Strawberry Rhubarb Coffee Cake

Strawberry-Rhubarb-Coffee-Cake

Ingredients:

Filling:

  • 3 cups of sliced fresh or frozen rhubarb
  • 1 quart of fresh strawberries, mashed
  • 2 tbsp lemon juice
  • 1 cup sugar
  • ⅓ cup cornstarch

Cake:

  • 3 cups all-purpose flour
  • 1 cup sugar
  • 1 tsp baking powder
  • 1 tsp baking soda
  • ½ tsp salt
  • 1 cup butter, cut into pieces
  • 1 ½ cups of buttermilk
  • 2 large eggs, room temperature
  • 1 tsp vanilla extract

Topping:

  • ¼ cup butter
  • ¾ cup of all-purpose flour
  • ¾ cup sugar
  1. In a large saucepan, combine rhubarb, strawberries and lemon juice. Cover and cook over medium heat for about 5 minutes. Combine sugar and cornstarch; stir into saucepan. Bring to a boil; cook and stir 2 minutes or until thickened. Remove from heat and set aside.
  2. Preheat your oven to 350°. In a large bowl, combine flour, sugar, baking powder, baking soda and salt. Cut in butter until mixture resembles coarse crumbs.
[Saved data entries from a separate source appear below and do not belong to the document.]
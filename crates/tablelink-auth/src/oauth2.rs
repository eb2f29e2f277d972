//! OAuth2 auth provider.
//!
//! The façade composing the rest of this crate into the [`AuthProvider`]
//! contract. One instance exclusively owns its in-memory credential and
//! its in-flight refresh; there is no cross-instance sharing. The
//! `validate_auth` fast path (credential far from expiry) touches only an
//! atomic and one lock with no suspension; everything slow funnels through
//! the single-flight coordinator or the shared login gate.

use std::sync::atomic::{AtomicBool, Ordering};
use std::sync::{Arc, Mutex, RwLock};
use std::time::Instant;

use tracing::{debug, info, warn};

use tablelink_core::time::now_ms;

use crate::browser::{BrowserLauncher, SystemBrowser};
use crate::client::ApiClient;
use crate::config::AuthConfig;
use crate::credential::{Credential, StoredCredential};
use crate::error::{AuthError, AuthResult};
use crate::flow::AuthorizationFlow;
use crate::oauth::TokenClient;
use crate::provider::{AuthInfo, AuthProvider, BoxFuture};
use crate::singleflight::SingleFlight;
use crate::storage::{CredentialStore, FileCredentialStore};
use crate::window;

/// OAuth2 implementation of the [`AuthProvider`] contract.
pub struct OAuth2AuthProvider {
    config: AuthConfig,
    display_name: String,
    tokens: TokenClient,
    store: Arc<dyn CredentialStore>,
    browser: Arc<dyn BrowserLauncher>,

    /// The credential owned by this instance. Mutated only by a refresh or
    /// a token exchange.
    credential: RwLock<Option<Credential>>,

    initialized: AtomicBool,
    init_gate: tokio::sync::Mutex<()>,

    /// Coordinates refresh attempts: at most one network refresh in flight.
    refresh_flight: SingleFlight,

    /// When the last proactive refresh attempt was admitted.
    last_refresh_attempt: Mutex<Option<Instant>>,

    /// Serializes interactive logins so concurrent callers share one
    /// browser handoff and listener.
    login_gate: tokio::sync::Mutex<()>,
}

impl std::fmt::Debug for OAuth2AuthProvider {
    fn fmt(&self, f: &mut std::fmt::Formatter<'_>) -> std::fmt::Result {
        f.debug_struct("OAuth2AuthProvider")
            .field("display_name", &self.display_name)
            .field("initialized", &self.initialized)
            .finish_non_exhaustive()
    }
}

impl OAuth2AuthProvider {
    /// Creates a provider over the given store and browser launcher.
    ///
    /// # Errors
    ///
    /// Returns a `Configuration` error when the config is invalid; a
    /// provider is never constructed from one.
    pub fn new(
        config: AuthConfig,
        store: Arc<dyn CredentialStore>,
        browser: Arc<dyn BrowserLauncher>,
    ) -> AuthResult<Self> {
        config.validate()?;

        let display_name = config.provider_name();
        let tokens = TokenClient::new(&config);

        Ok(Self {
            config,
            display_name,
            tokens,
            store,
            browser,
            credential: RwLock::new(None),
            initialized: AtomicBool::new(false),
            init_gate: tokio::sync::Mutex::new(()),
            refresh_flight: SingleFlight::new(),
            last_refresh_attempt: Mutex::new(None),
            login_gate: tokio::sync::Mutex::new(()),
        })
    }

    /// Creates a provider with the file-backed store from the config's
    /// token path and the system browser.
    pub fn with_defaults(config: AuthConfig) -> AuthResult<Self> {
        let store = Arc::new(FileCredentialStore::new(config.token_path.clone()));
        Self::new(config, store, Arc::new(SystemBrowser))
    }

    /// Returns the provider configuration.
    pub fn config(&self) -> &AuthConfig {
        &self.config
    }

    fn credential(&self) -> Option<Credential> {
        self.credential.read().unwrap().clone()
    }

    fn set_credential(&self, credential: Credential) {
        *self.credential.write().unwrap() = Some(credential);
    }

    /// Loads the persisted credential once. Every public operation calls
    /// this; after the first success it is a single atomic load.
    async fn ensure_initialized(&self) -> AuthResult<()> {
        if self.initialized.load(Ordering::Acquire) {
            return Ok(());
        }

        let _gate = self.init_gate.lock().await;
        if self.initialized.load(Ordering::Acquire) {
            return Ok(());
        }

        match self.store.get_tokens().await {
            Ok(Some(stored)) => {
                if stored.client_id == self.config.credentials.client_id {
                    debug!(provider = %self.display_name, "adopted stored credential");
                    self.set_credential(stored.credential);
                } else {
                    // Tokens issued to a different client are useless here.
                    warn!(
                        provider = %self.display_name,
                        "ignoring stored credential for a different client id"
                    );
                }
            }
            Ok(None) => {}
            Err(e) => {
                return Err(AuthError::not_initialized(
                    "failed to load the persisted credential",
                )
                .with_operation("initialize")
                .with_source(e));
            }
        }

        self.initialized.store(true, Ordering::Release);
        Ok(())
    }

    /// Persists the credential; awaited before the operation that obtained
    /// it returns.
    async fn persist(&self, credential: Credential) -> AuthResult<()> {
        let stored = StoredCredential::new(credential, &self.config.credentials.client_id);
        self.store.save_tokens(stored).await
    }

    /// The actual token-endpoint refresh; only ever invoked through the
    /// single-flight coordinator.
    async fn perform_refresh(&self) -> AuthResult<()> {
        let Some(credential) = self.credential() else {
            return Err(AuthError::refresh_token_missing("no credential is loaded")
                .with_operation("refresh_token"));
        };
        let Some(refresh_token) = credential.refresh_token.clone() else {
            return Err(AuthError::refresh_token_missing(
                "the stored credential has no refresh token",
            )
            .with_operation("refresh_token"));
        };

        let response = self.tokens.refresh(&refresh_token).await?;
        let updated = credential.refreshed(
            response.access_token,
            response.refresh_token,
            response.expires_in,
        );

        // The in-memory credential is updated even if persistence fails;
        // the error below tells the caller the disk copy is stale.
        self.set_credential(updated.clone());
        info!(provider = %self.display_name, "access token refreshed");

        self.persist(updated).await
    }

    async fn run_shared_refresh(&self) -> AuthResult<()> {
        self.refresh_flight.run(|| self.perform_refresh()).await
    }

    /// Admits or rejects a proactive refresh attempt.
    ///
    /// Joining an attempt already in flight is always admitted (the network
    /// cost is already being paid); otherwise attempts are spaced at least
    /// `min_refresh_interval` apart.
    fn refresh_guard_admits(&self) -> bool {
        if self.refresh_flight.in_flight() {
            return true;
        }

        let mut last = self.last_refresh_attempt.lock().unwrap();
        match *last {
            Some(at) if at.elapsed() < self.config.min_refresh_interval => false,
            _ => {
                *last = Some(Instant::now());
                true
            }
        }
    }

    /// Clears the attempt guard so the next call may retry immediately.
    fn reset_refresh_guard(&self) {
        *self.last_refresh_attempt.lock().unwrap() = None;
    }

    /// Runs a shared refresh, absorbing failure into `false`.
    async fn refresh_absorbing_failure(&self, context: &str) -> bool {
        match self.run_shared_refresh().await {
            Ok(()) => true,
            Err(e) => {
                warn!(
                    provider = %self.display_name,
                    error = %e,
                    context,
                    "token refresh failed"
                );
                self.reset_refresh_guard();
                false
            }
        }
    }

    /// The `validate_auth` state machine.
    async fn validate(&self) -> AuthResult<bool> {
        self.ensure_initialized().await?;

        let Some(credential) = self.credential() else {
            return Ok(false);
        };

        // No expiry information: treat as valid (some tokens do not expire).
        let Some(expiry_ms) = credential.expiry_ms() else {
            return Ok(true);
        };

        if expiry_ms <= now_ms() {
            // Expired: always attempt, regardless of the interval guard.
            if credential.refresh_token.is_none() {
                return Ok(false);
            }
            return Ok(self.refresh_absorbing_failure("expired credential").await);
        }

        // Fast path: proactive refresh disabled, nothing to refresh with,
        // or not yet inside the (jittered) window.
        if !self.config.proactive_refresh || credential.refresh_token.is_none() {
            return Ok(true);
        }
        let expiring = window::is_expiring_soon(
            expiry_ms,
            self.config.refresh_threshold_ms,
            self.config.refresh_jitter_ms,
        )?;
        if !expiring {
            return Ok(true);
        }

        // Expiring soon: the token is still good, so a guarded-out attempt
        // simply reports authenticated and leaves the refresh to a later
        // call.
        if !self.refresh_guard_admits() {
            return Ok(true);
        }
        Ok(self.refresh_absorbing_failure("expiring credential").await)
    }

    fn build_client(&self) -> AuthResult<ApiClient> {
        let Some(credential) = self.credential() else {
            return Err(
                AuthError::internal("no credential after successful validation")
                    .with_operation("auth_client"),
            );
        };
        Ok(ApiClient::new(
            credential.access_token,
            self.config.api_base_url.clone(),
            self.config.http_timeout,
            &self.config.user_agent,
        ))
    }

    async fn get_client(&self) -> AuthResult<ApiClient> {
        self.ensure_initialized().await?;

        if self.validate().await? {
            return self.build_client();
        }

        // Interactive login. Concurrent callers queue on the gate and
        // re-check: whoever ran the flow first authenticated for everyone.
        let _gate = self.login_gate.lock().await;
        if self.validate().await? {
            return self.build_client();
        }

        info!(provider = %self.display_name, "no usable credential, starting interactive login");
        let flow = AuthorizationFlow::new(&self.config, &self.tokens, self.browser.as_ref());
        let credential = flow.run().await?;

        self.set_credential(credential.clone());
        self.persist(credential).await?;

        self.build_client()
    }

    async fn refresh(&self) -> AuthResult<()> {
        self.ensure_initialized().await?;
        self.run_shared_refresh().await
    }

    async fn info(&self) -> AuthResult<AuthInfo> {
        self.ensure_initialized().await?;

        let Some(credential) = self.credential() else {
            return Ok(AuthInfo::unauthenticated(&self.config.client_name));
        };

        Ok(AuthInfo {
            // Usable now, or recoverable through a refresh.
            is_authenticated: !credential.is_expired() || credential.refresh_token.is_some(),
            scopes: credential.scopes.clone(),
            expires_at: credential.expires_at,
            client_name: self.config.client_name.clone(),
        })
    }

    async fn health(&self) -> AuthResult<bool> {
        self.ensure_initialized().await?;

        // The store must be reachable for the provider to be healthy.
        self.store
            .has_tokens()
            .await
            .map_err(|e| e.with_operation("health_check"))?;

        self.validate().await
    }

    async fn clear(&self) -> AuthResult<()> {
        *self.credential.write().unwrap() = None;
        self.reset_refresh_guard();
        self.store.clear_tokens().await?;
        info!(provider = %self.display_name, "cleared credentials");
        Ok(())
    }
}

impl AuthProvider for OAuth2AuthProvider {
    fn name(&self) -> &str {
        &self.display_name
    }

    fn initialize(&self) -> BoxFuture<'_, AuthResult<()>> {
        Box::pin(async move { self.ensure_initialized().await })
    }

    fn auth_client(&self) -> BoxFuture<'_, AuthResult<ApiClient>> {
        Box::pin(async move { self.get_client().await })
    }

    fn validate_auth(&self) -> BoxFuture<'_, AuthResult<bool>> {
        Box::pin(async move { self.validate().await })
    }

    fn refresh_token(&self) -> BoxFuture<'_, AuthResult<()>> {
        Box::pin(async move { self.refresh().await })
    }

    fn auth_info(&self) -> BoxFuture<'_, AuthResult<AuthInfo>> {
        Box::pin(async move { self.info().await })
    }

    fn health_check(&self) -> BoxFuture<'_, AuthResult<bool>> {
        Box::pin(async move { self.health().await })
    }

    fn clear_auth(&self) -> BoxFuture<'_, AuthResult<()>> {
        Box::pin(async move { self.clear().await })
    }
}
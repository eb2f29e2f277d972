//! OAuth2 authentication lifecycle for the tablelink connector.
//!
//! This crate obtains, caches, proactively refreshes, and hands out access
//! credentials for the wrapped records API. Many concurrent callers can ask
//! for a client at once; at most one network refresh is ever in flight, and
//! callers holding a still-valid token are answered without suspending.
//!
//! # Architecture
//!
//! - [`AuthProvider`] - the contract the rest of the system consumes
//! - [`OAuth2AuthProvider`] - the façade implementing it
//! - [`window`] - decides when a credential is close enough to expiry to
//!   refresh, with jitter so correlated instances spread out
//! - [`SingleFlight`] - shares one in-flight refresh between callers
//! - [`AuthorizationFlow`] - the interactive PKCE login: loopback listener,
//!   browser handoff, CSRF-checked code exchange
//! - [`CredentialStore`] - the persistence seam, file-backed by default
//!
//! # Authentication Flow
//!
//! 1. The provider loads any persisted credential at initialization
//! 2. `validate_auth` keeps it fresh: inside the jittered refresh window a
//!    single shared refresh runs against the token endpoint
//! 3. When no usable credential exists, `auth_client` runs the interactive
//!    flow: a CSRF state and PKCE pair are generated, the user's browser is
//!    pointed at the authorization URL, and the loopback listener captures
//!    the redirect
//! 4. The authorization code and PKCE verifier are exchanged for tokens,
//!    which are persisted before the call returns
//!
//! # Example
//!
//! ```ignore
//! use tablelink_auth::{AuthConfig, AuthProvider, ClientCredentials, OAuth2AuthProvider};
//!
//! let config = AuthConfig::new(ClientCredentials::new(client_id, client_secret));
//! let provider = OAuth2AuthProvider::with_defaults(config)?;
//!
//! let client = provider.auth_client().await?;
//! let response = client.request(reqwest::Method::GET, "/meta/bases").send().await?;
//! ```

pub mod browser;
pub mod client;
pub mod config;
pub mod credential;
pub mod error;
pub mod flow;
pub mod listener;
pub mod oauth;
pub mod pkce;
pub mod provider;
pub mod singleflight;
pub mod storage;
pub mod window;

pub mod oauth2;

pub use browser::{BrowserLauncher, NoopBrowser, SystemBrowser};
pub use client::ApiClient;
pub use config::{AuthConfig, ClientCredentials};
pub use credential::{Credential, StoredCredential};
pub use error::{AuthError, AuthErrorCode, AuthResult};
pub use flow::{AuthFlowState, AuthorizationFlow};
pub use listener::{CallbackListener, CallbackResult};
pub use oauth::{TokenClient, TokenResponse};
pub use oauth2::OAuth2AuthProvider;
pub use provider::{AuthInfo, AuthProvider, BoxFuture};
pub use singleflight::SingleFlight;
pub use storage::{CredentialStore, FileCredentialStore, MemoryCredentialStore};
pub use window::{
    DEFAULT_REFRESH_JITTER_MS, DEFAULT_REFRESH_THRESHOLD_MS, RefreshWindow,
    calculate_refresh_window, is_expiring_soon,
};
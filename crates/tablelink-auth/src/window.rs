//! Refresh-window calculation for proactive token refresh.
//!
//! Decides whether a credential is close enough to expiry that it should be
//! refreshed now, and if not, when the refresh becomes due. The decision is
//! jittered: each call draws a uniform offset in `[-jitter, +jitter]` and
//! widens or narrows the threshold by it, so a fleet of instances holding
//! credentials with correlated expiry times does not hit the token endpoint
//! at the same instant. A positive draw refreshes earlier.
//!
//! These functions are pure apart from the single random draw and are cheap
//! enough to call on every request.

use rand::Rng as _;

use tablelink_core::time::now_ms;

use crate::error::{AuthError, AuthResult};

/// Default threshold before expiry at which a refresh becomes due (5 minutes).
pub const DEFAULT_REFRESH_THRESHOLD_MS: i64 = 5 * 60 * 1000;

/// Default jitter half-width applied to the threshold (30 seconds).
pub const DEFAULT_REFRESH_JITTER_MS: i64 = 30 * 1000;

/// The refresh decision for one credential at one instant.
///
/// Derived on demand from the expiry timestamp; never stored.
#[derive(Debug, Clone, Copy, PartialEq, Eq)]
pub struct RefreshWindow {
    /// Whether a refresh is due now.
    pub should_refresh: bool,
    /// The instant (epoch ms) at which the refresh is or becomes due.
    /// Never earlier than the evaluation instant.
    pub refresh_at_ms: i64,
    /// Milliseconds until `refresh_at_ms`; zero when the refresh is due.
    pub time_until_refresh_ms: i64,
    /// The credential expiry this window was computed from.
    pub expiry_ms: i64,
    /// The (unjittered) threshold the decision used.
    pub threshold_ms: i64,
}

/// Returns true if the credential expiring at `expiry_ms` should be
/// refreshed now.
///
/// # Errors
///
/// Returns an `InvalidArgument` error for negative `threshold_ms` or
/// `jitter_ms`.
pub fn is_expiring_soon(expiry_ms: i64, threshold_ms: i64, jitter_ms: i64) -> AuthResult<bool> {
    Ok(calculate_refresh_window(expiry_ms, threshold_ms, jitter_ms)?.should_refresh)
}

/// Computes the full refresh window for a credential expiring at `expiry_ms`.
///
/// A zero `threshold_ms` disables proactive refresh: only an already-expired
/// credential reports `should_refresh`.
///
/// # Errors
///
/// Returns an `InvalidArgument` error for negative `threshold_ms` or
/// `jitter_ms`.
pub fn calculate_refresh_window(
    expiry_ms: i64,
    threshold_ms: i64,
    jitter_ms: i64,
) -> AuthResult<RefreshWindow> {
    window_at(now_ms(), expiry_ms, threshold_ms, jitter_ms)
}

fn window_at(
    now: i64,
    expiry_ms: i64,
    threshold_ms: i64,
    jitter_ms: i64,
) -> AuthResult<RefreshWindow> {
    if threshold_ms < 0 {
        return Err(AuthError::invalid_argument(format!(
            "threshold_ms must be non-negative, got {threshold_ms}"
        )));
    }
    if jitter_ms < 0 {
        return Err(AuthError::invalid_argument(format!(
            "jitter_ms must be non-negative, got {jitter_ms}"
        )));
    }

    // Already expired: refresh immediately.
    if expiry_ms <= now {
        return Ok(RefreshWindow {
            should_refresh: true,
            refresh_at_ms: now,
            time_until_refresh_ms: 0,
            expiry_ms,
            threshold_ms,
        });
    }

    // Proactive refresh disabled; the expired case above is the only trigger.
    if threshold_ms == 0 {
        return Ok(RefreshWindow {
            should_refresh: false,
            refresh_at_ms: expiry_ms,
            time_until_refresh_ms: expiry_ms - now,
            expiry_ms,
            threshold_ms,
        });
    }

    let jitter = if jitter_ms == 0 {
        0
    } else {
        rand::rng().random_range(-jitter_ms..=jitter_ms)
    };

    // A positive draw widens the window so this instance refreshes earlier
    // than its peers; a negative draw narrows it.
    let effective_threshold = threshold_ms + jitter;
    let should_refresh = expiry_ms - now <= effective_threshold;

    // When the window has already opened, report "now" rather than an
    // instant in the past.
    let refresh_at_ms = if should_refresh {
        now
    } else {
        expiry_ms - effective_threshold
    };

    Ok(RefreshWindow {
        should_refresh,
        refresh_at_ms,
        time_until_refresh_ms: refresh_at_ms - now,
        expiry_ms,
        threshold_ms,
    })
}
Beat buttermilk, eggs and vanilla; stir into crumb mixture.
  3. Spread half of the batter evenly into a greased 13×9-in. baking dish. Carefully spread filling on top. Drop remaining batter by tablespoonfuls over filling.
  4. For topping, melt butter in a saucepan over low heat. Remove from heat; stir in flour and sugar until mixture resembles coarse crumbs. Sprinkle over batter. Lay foil on the lower oven rack to catch any juice spillovers.
  5. Place the coffee cake on the middle rack; bake for 40-45 minutes. Cool on a wire rack.